Pidenin Ramazan ayının bir sembolü haline gelmesi yine Osmanlı zamanında gerçekleşmiştir. Fırıncılar Ramazan'a bir ay kala fırınlarını temizlerler ve Anadolu'dan sırf pide için özel unlar getirtirlerdi. Aynı zamanda Ramazan pidesi yapan tırnakçı ustalarını da erkenden tutarlardı.
Bu ekmeğin sadece Ramazan'da çıkmasının en büyük sebebi öncelikle diğer ekmeklere göre yapımının çok meşakkatli olması.
İlk olarak unu klasik unlardan farklı. Ramazan pidesi unu diye geçen özel karışım bir un kullanılıyor.

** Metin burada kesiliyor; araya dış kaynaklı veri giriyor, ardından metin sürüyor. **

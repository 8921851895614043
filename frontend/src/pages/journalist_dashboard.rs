//! A journalist's own view: balance, received press releases, submitted
//! links and withdrawal requests.

use common::events::{AppEvent, EventKind, Subscription};
use common::model::dashboard::JournalistDashboard;
use common::model::press_release::PressReleaseSummary;
use common::model::published_link::PublishedLink;
use yew::prelude::*;

use crate::app::{app_context, AppContext};
use crate::components::format::{format_date, format_ksh, format_points, or_dash};
use crate::components::forms::link::LinkForm;
use crate::components::resource_list::ResourcePage;
use crate::components::top_sheet::TopSheet;
use crate::http::{api, ApiError};
use crate::resources::my_links::{MyLinks, ReceivedReleases};
use crate::resources::my_withdrawals::{AvailablePoints, MyWithdrawals};

#[derive(Debug, Clone, Copy, PartialEq, Eq)]
pub enum Tab {
    Received,
    Links,
    Withdrawals,
}

impl Tab {
    const ALL: [Tab; 3] = [Tab::Received, Tab::Links, Tab::Withdrawals];

    fn label(&self) -> &'static str {
        match self {
            Tab::Received => "Press releases",
            Tab::Links => "My links",
            Tab::Withdrawals => "Withdrawals",
        }
    }
}

pub enum Msg {
    Load,
    Loaded(Result<JournalistDashboard, ApiError>),
    SetTab(Tab),
    SubmitLink(String),
    CloseLinkForm,
    LinkSaved(PublishedLink),
}

pub struct JournalistDashboardPage {
    context: AppContext,
    dashboard: Option<JournalistDashboard>,
    error: Option<String>,
    tab: Tab,
    /// Press release the link form was opened for.
    submitting: Option<String>,
    _subscription: Subscription,
}

/// `(id, title)` choices for the link form.
pub fn received_releases(releases: &[PressReleaseSummary]) -> Vec<(String, String)> {
    releases
        .iter()
        .map(|release| {
            let title = if release.title.trim().is_empty() { "Untitled press release" } else { release.title.trim() };
            (release.id.clone(), title.to_string())
        })
        .collect()
}

impl JournalistDashboardPage {
    fn releases(&self) -> Vec<(String, String)> {
        self.dashboard
            .as_ref()
            .map(|dashboard| received_releases(&dashboard.press_releases))
            .unwrap_or_default()
    }

    fn build_header(&self) -> Html {
        let Some(dashboard) = &self.dashboard else {
            return html! {};
        };
        html! {
            <div class="stat-cards">
                <div class="stat-card">
                    <span class="stat-label">{ "Available points" }</span>
                    <span class="stat-value">{ format_points(dashboard.total_points) }</span>
                </div>
                <div class="stat-card">
                    <span class="stat-label">{ "Worth" }</span>
                    <span class="stat-value">{ format_ksh(dashboard.points_in_ksh) }</span>
                </div>
                <div class="stat-card">
                    <span class="stat-label">{ "Links submitted" }</span>
                    <span class="stat-value">{ dashboard.published_links.len().to_string() }</span>
                </div>
                <div class="stat-card">
                    <span class="stat-label">{ "Press releases received" }</span>
                    <span class="stat-value">{ dashboard.press_releases.len().to_string() }</span>
                </div>
            </div>
        }
    }

    fn build_received(&self, ctx: &Context<Self>) -> Html {
        let releases = self.dashboard.as_ref().map(|d| d.press_releases.as_slice()).unwrap_or_default();
        if releases.is_empty() {
            return html! { <div class="list-state empty">{ "No press releases have been shared with you yet." }</div> };
        }
        let link = ctx.link();
        html! {
            <table class="data-table">
                <thead>
                    <tr>
                        <th>{ "Title" }</th>
                        <th>{ "Client" }</th>
                        <th>{ "Country" }</th>
                        <th>{ "Received" }</th>
                        <th />
                    </tr>
                </thead>
                <tbody>
                    { for releases.iter().map(|release| {
                        let id = release.id.clone();
                        html! {
                            <tr key={release.id.clone()}>
                                <td>{ or_dash(&release.title).to_string() }</td>
                                <td>{ or_dash(&release.client).to_string() }</td>
                                <td>{ or_dash(&release.country).to_string() }</td>
                                <td>{ format_date(release.created_at) }</td>
                                <td class="row-actions">
                                    <button class="btn btn-small" onclick={link.callback(move |_| Msg::SubmitLink(id.clone()))}>
                                        { "Submit link" }
                                    </button>
                                </td>
                            </tr>
                        }
                    }) }
                </tbody>
            </table>
        }
    }
}

impl Component for JournalistDashboardPage {
    type Message = Msg;
    type Properties = ();

    fn create(ctx: &Context<Self>) -> Self {
        let context = app_context(ctx);
        let link = ctx.link().clone();
        let subscription = context
            .bus
            .on(EventKind::ReloadDashboard, move |_| link.send_message(Msg::Load));
        ctx.link().send_message(Msg::Load);
        Self {
            context,
            dashboard: None,
            error: None,
            tab: Tab::Received,
            submitting: None,
            _subscription: subscription,
        }
    }

    fn update(&mut self, ctx: &Context<Self>, msg: Self::Message) -> bool {
        match msg {
            Msg::Load => {
                let client = self.context.client.clone();
                ctx.link()
                    .send_future(async move { Msg::Loaded(api::journalist_dashboard(&client).await) });
                false
            }
            Msg::Loaded(Ok(dashboard)) => {
                self.dashboard = Some(dashboard);
                self.error = None;
                true
            }
            Msg::Loaded(Err(error)) => {
                log::warn!("journalist dashboard failed: {error}");
                self.error = Some(error.to_string());
                true
            }
            Msg::SetTab(tab) => {
                self.tab = tab;
                true
            }
            Msg::SubmitLink(id) => {
                self.submitting = Some(id);
                true
            }
            Msg::CloseLinkForm => {
                self.submitting = None;
                true
            }
            Msg::LinkSaved(link) => {
                log::info!("link {} submitted for {}", link.id, link.press_release);
                self.submitting = None;
                self.context.bus.emit(AppEvent::ReloadDashboard);
                true
            }
        }
    }

    fn view(&self, ctx: &Context<Self>) -> Html {
        let link = ctx.link();
        let available = self.dashboard.as_ref().map_or(0, |dashboard| dashboard.total_points);
        let name = self
            .dashboard
            .as_ref()
            .map(|dashboard| dashboard.journalist.display_name().to_string())
            .unwrap_or_default();
        html! {
            <div class="page dashboard-page">
                <header class="page-header">
                    <div>
                        <h1>{ "My dashboard" }</h1>
                        <p class="subtitle">{ name }</p>
                    </div>
                </header>
                if let Some(error) = &self.error {
                    <div class="list-state error">
                        <p>{ error }</p>
                        <button class="btn btn-outline" onclick={link.callback(|_| Msg::Load)}>{ "Retry" }</button>
                    </div>
                }
                { self.build_header() }
                <div class="tabs">
                    { for Tab::ALL.iter().map(|tab| {
                        let tab = *tab;
                        html! {
                            <button
                                class={classes!("tab", (self.tab == tab).then_some("active"))}
                                onclick={link.callback(move |_| Msg::SetTab(tab))}
                            >
                                { tab.label() }
                            </button>
                        }
                    }) }
                </div>
                {
                    match self.tab {
                        Tab::Received => self.build_received(ctx),
                        Tab::Links => html! { <ResourcePage<MyLinks> filter={ReceivedReleases(self.releases())} /> },
                        Tab::Withdrawals => html! { <ResourcePage<MyWithdrawals> filter={AvailablePoints(available)} /> },
                    }
                }
                <TopSheet open={self.submitting.is_some()} title="Submit published link" on_close={link.callback(|_| Msg::CloseLinkForm)}>
                    <LinkForm
                        releases={self.releases()}
                        preset={self.submitting.clone()}
                        on_saved={link.callback(Msg::LinkSaved)}
                        on_cancel={link.callback(|_| Msg::CloseLinkForm)}
                    />
                </TopSheet>
            </div>
        }
    }
}

#[cfg(test)]
mod tests {
    use super::*;

    #[test]
    fn received_releases_fall_back_to_a_placeholder_title() {
        let releases = vec![
            PressReleaseSummary {
                id: "pr1".into(),
                title: " Harvest report ".into(),
                ..Default::default()
            },
            PressReleaseSummary {
                id: "pr2".into(),
                ..Default::default()
            },
        ];
        assert_eq!(
            received_releases(&releases),
            vec![
                ("pr1".to_string(), "Harvest report".to_string()),
                ("pr2".to_string(), "Untitled press release".to_string()),
            ]
        );
    }
}
//! Typed publish/subscribe channel between components that do not share a
//! parent, e.g. the sidebar opening a modal mounted by the page shell.
//!
//! The bus lives in the application context for the whole session. Each
//! component keeps the [`Subscription`]s it registers in its own state;
//! dropping them on unmount removes the handlers, so a destroyed component is
//! never called back.

use std::cell::RefCell;
use std::fmt;
use std::rc::{Rc, Weak};

use crate::model::press_release::PressRelease;

/// What a delete-confirmation targets.
#[derive(Debug, Clone, Copy, PartialEq, Eq, Hash)]
pub enum ResourceKind {
    PressRelease,
    Client,
    Journalist,
    PublishedLink,
}

impl ResourceKind {
    pub fn label(&self) -> &'static str {
        match self {
            ResourceKind::PressRelease => "press release",
            ResourceKind::Client => "client",
            ResourceKind::Journalist => "journalist",
            ResourceKind::PublishedLink => "published link",
        }
    }
}

#[derive(Debug, Clone, PartialEq, Eq, Hash)]
pub struct DeleteTarget {
    pub id: String,
    pub kind: ResourceKind,
}

impl DeleteTarget {
    pub fn new(id: impl Into<String>, kind: ResourceKind) -> Self {
        Self { id: id.into(), kind }
    }
}

#[derive(Debug, Clone, PartialEq)]
pub enum AppEvent {
    /// Open the AI generation modal for a (usually empty) press release.
    OpenGenerateModal(PressRelease),
    OpenTemplateSelector,
    /// Open the distribution modal for a press release id.
    OpenShareModal(String),
    OpenDeleteModal(DeleteTarget),
    /// A delete confirmed by the server.
    Deleted(DeleteTarget),
    ReloadData,
    ReloadPressReleases,
    ReloadDashboard,
}

#[derive(Debug, Clone, Copy, PartialEq, Eq, Hash)]
pub enum EventKind {
    OpenGenerateModal,
    OpenTemplateSelector,
    OpenShareModal,
    OpenDeleteModal,
    Deleted,
    ReloadData,
    ReloadPressReleases,
    ReloadDashboard,
}

/// Events routed by a discriminant.
pub trait Event {
    type Kind: Copy + Eq;

    fn kind(&self) -> Self::Kind;
}

impl Event for AppEvent {
    type Kind = EventKind;

    fn kind(&self) -> EventKind {
        match self {
            AppEvent::OpenGenerateModal(_) => EventKind::OpenGenerateModal,
            AppEvent::OpenTemplateSelector => EventKind::OpenTemplateSelector,
            AppEvent::OpenShareModal(_) => EventKind::OpenShareModal,
            AppEvent::OpenDeleteModal(_) => EventKind::OpenDeleteModal,
            AppEvent::Deleted(_) => EventKind::Deleted,
            AppEvent::ReloadData => EventKind::ReloadData,
            AppEvent::ReloadPressReleases => EventKind::ReloadPressReleases,
            AppEvent::ReloadDashboard => EventKind::ReloadDashboard,
        }
    }
}

type Handler<E> = Rc<dyn Fn(&E)>;

struct Entry<E: Event> {
    id: u64,
    kind: E::Kind,
    handler: Handler<E>,
}

struct Registry<E: Event> {
    next_id: u64,
    entries: Vec<Entry<E>>,
}

impl<E: Event> Registry<E> {
    fn remove(&mut self, id: u64) -> bool {
        let before = self.entries.len();
        self.entries.retain(|entry| entry.id != id);
        before != self.entries.len()
    }
}

pub struct EventBus<E: Event> {
    registry: Rc<RefCell<Registry<E>>>,
}

impl<E: Event> EventBus<E> {
    pub fn new() -> Self {
        Self {
            registry: Rc::new(RefCell::new(Registry {
                next_id: 0,
                entries: Vec::new(),
            })),
        }
    }

    /// Registers `handler` for events of `kind`. The handler stays registered
    /// until the returned subscription is dropped or passed to [`off`].
    ///
    /// [`off`]: EventBus::off
    #[must_use = "dropping the subscription unregisters the handler"]
    pub fn on(&self, kind: E::Kind, handler: impl Fn(&E) + 'static) -> Subscription
    where
        E: 'static,
    {
        let id = {
            let mut registry = self.registry.borrow_mut();
            registry.next_id += 1;
            let id = registry.next_id;
            registry.entries.push(Entry {
                id,
                kind,
                handler: Rc::new(handler),
            });
            id
        };
        let weak: Weak<RefCell<Registry<E>>> = Rc::downgrade(&self.registry);
        Subscription {
            id,
            release: Some(Box::new(move |id| {
                if let Some(registry) = weak.upgrade() {
                    registry.borrow_mut().remove(id);
                }
            })),
        }
    }

    /// Unregisters a handler before its subscription is dropped.
    pub fn off(&self, subscription: &mut Subscription) {
        self.registry.borrow_mut().remove(subscription.id);
        subscription.release = None;
    }

    /// Delivers `event` to every handler registered for its kind, in
    /// registration order. Handlers may subscribe, unsubscribe or emit again;
    /// those changes apply from the next emit on.
    pub fn emit(&self, event: E) {
        let kind = event.kind();
        let handlers: Vec<Handler<E>> = self
            .registry
            .borrow()
            .entries
            .iter()
            .filter(|entry| entry.kind == kind)
            .map(|entry| Rc::clone(&entry.handler))
            .collect();
        for handler in handlers {
            handler(&event);
        }
    }

    pub fn handler_count(&self) -> usize {
        self.registry.borrow().entries.len()
    }
}

impl<E: Event> Default for EventBus<E> {
    fn default() -> Self {
        Self::new()
    }
}

impl<E: Event> Clone for EventBus<E> {
    fn clone(&self) -> Self {
        Self {
            registry: Rc::clone(&self.registry),
        }
    }
}

/// Buses compare by identity, which is what context consumers need.
impl<E: Event> PartialEq for EventBus<E> {
    fn eq(&self, other: &Self) -> bool {
        Rc::ptr_eq(&self.registry, &other.registry)
    }
}

impl<E: Event> fmt::Debug for EventBus<E> {
    fn fmt(&self, f: &mut fmt::Formatter<'_>) -> fmt::Result {
        f.debug_struct("EventBus")
            .field("handlers", &self.handler_count())
            .finish()
    }
}

/// Handle to a registered handler. Dropping it unregisters the handler.
pub struct Subscription {
    id: u64,
    release: Option<Box<dyn FnOnce(u64)>>,
}

impl Drop for Subscription {
    fn drop(&mut self) {
        if let Some(release) = self.release.take() {
            release(self.id);
        }
    }
}

impl fmt::Debug for Subscription {
    fn fmt(&self, f: &mut fmt::Formatter<'_>) -> fmt::Result {
        f.debug_struct("Subscription").field("id", &self.id).finish()
    }
}

#[cfg(test)]
mod tests {
    use super::*;
    use std::cell::Cell;

    #[test]
    fn routes_events_by_kind() {
        let bus = EventBus::<AppEvent>::new();
        let opened = Rc::new(RefCell::new(Vec::new()));
        let sink = Rc::clone(&opened);
        let _share = bus.on(EventKind::OpenShareModal, move |event| {
            if let AppEvent::OpenShareModal(id) = event {
                sink.borrow_mut().push(id.clone());
            }
        });

        bus.emit(AppEvent::ReloadData);
        bus.emit(AppEvent::OpenShareModal("pr1".into()));
        assert_eq!(*opened.borrow(), vec!["pr1".to_string()]);
    }

    #[test]
    fn dropping_subscription_unregisters() {
        let bus = EventBus::<AppEvent>::new();
        let calls = Rc::new(Cell::new(0));
        let counter = Rc::clone(&calls);
        let subscription = bus.on(EventKind::ReloadData, move |_| counter.set(counter.get() + 1));

        bus.emit(AppEvent::ReloadData);
        drop(subscription);
        bus.emit(AppEvent::ReloadData);
        assert_eq!(calls.get(), 1);
        assert_eq!(bus.handler_count(), 0);
    }

    #[test]
    fn off_unregisters_and_drop_is_then_a_no_op() {
        let bus = EventBus::<AppEvent>::new();
        let mut subscription = bus.on(EventKind::ReloadDashboard, |_| {});
        bus.off(&mut subscription);
        assert_eq!(bus.handler_count(), 0);
        drop(subscription);
        assert_eq!(bus.handler_count(), 0);
    }

    #[test]
    fn handler_may_subscribe_and_emit_while_dispatching() {
        let bus = EventBus::<AppEvent>::new();
        let late = Rc::new(RefCell::new(Vec::new()));
        let reloads = Rc::new(Cell::new(0));

        let inner_bus = bus.clone();
        let keep = Rc::clone(&late);
        let _deleted = bus.on(EventKind::Deleted, move |_| {
            keep.borrow_mut().push(inner_bus.on(EventKind::ReloadData, |_| {}));
            inner_bus.emit(AppEvent::ReloadPressReleases);
        });
        let counter = Rc::clone(&reloads);
        let _reload = bus.on(EventKind::ReloadPressReleases, move |_| counter.set(counter.get() + 1));

        bus.emit(AppEvent::Deleted(DeleteTarget::new("pr1", ResourceKind::PressRelease)));
        assert_eq!(reloads.get(), 1);
        assert_eq!(late.borrow().len(), 1);
        assert_eq!(bus.handler_count(), 3);
    }

    #[test]
    fn subscription_outliving_bus_is_harmless() {
        let bus = EventBus::<AppEvent>::new();
        let subscription = bus.on(EventKind::ReloadData, |_| {});
        drop(bus);
        drop(subscription);
    }
}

Hamuru diğer ekmek hamurlarına göre çok yumuşak ve şekil alması büyük bir ustalık istiyor.
Hamurun altına tezgaha yapışmasın diye kepek kullanılıyor ve şekil verildikten sonra bir de mayalanmasını beklemek gerekiyor.
Yani aslında bildiğimiz ekmeklerin dışında imal edilen bir ekmek çeşidi. Seri üretimi neredeyse imkansız, her bir pide sınırlı sayıda üretilebiliyor.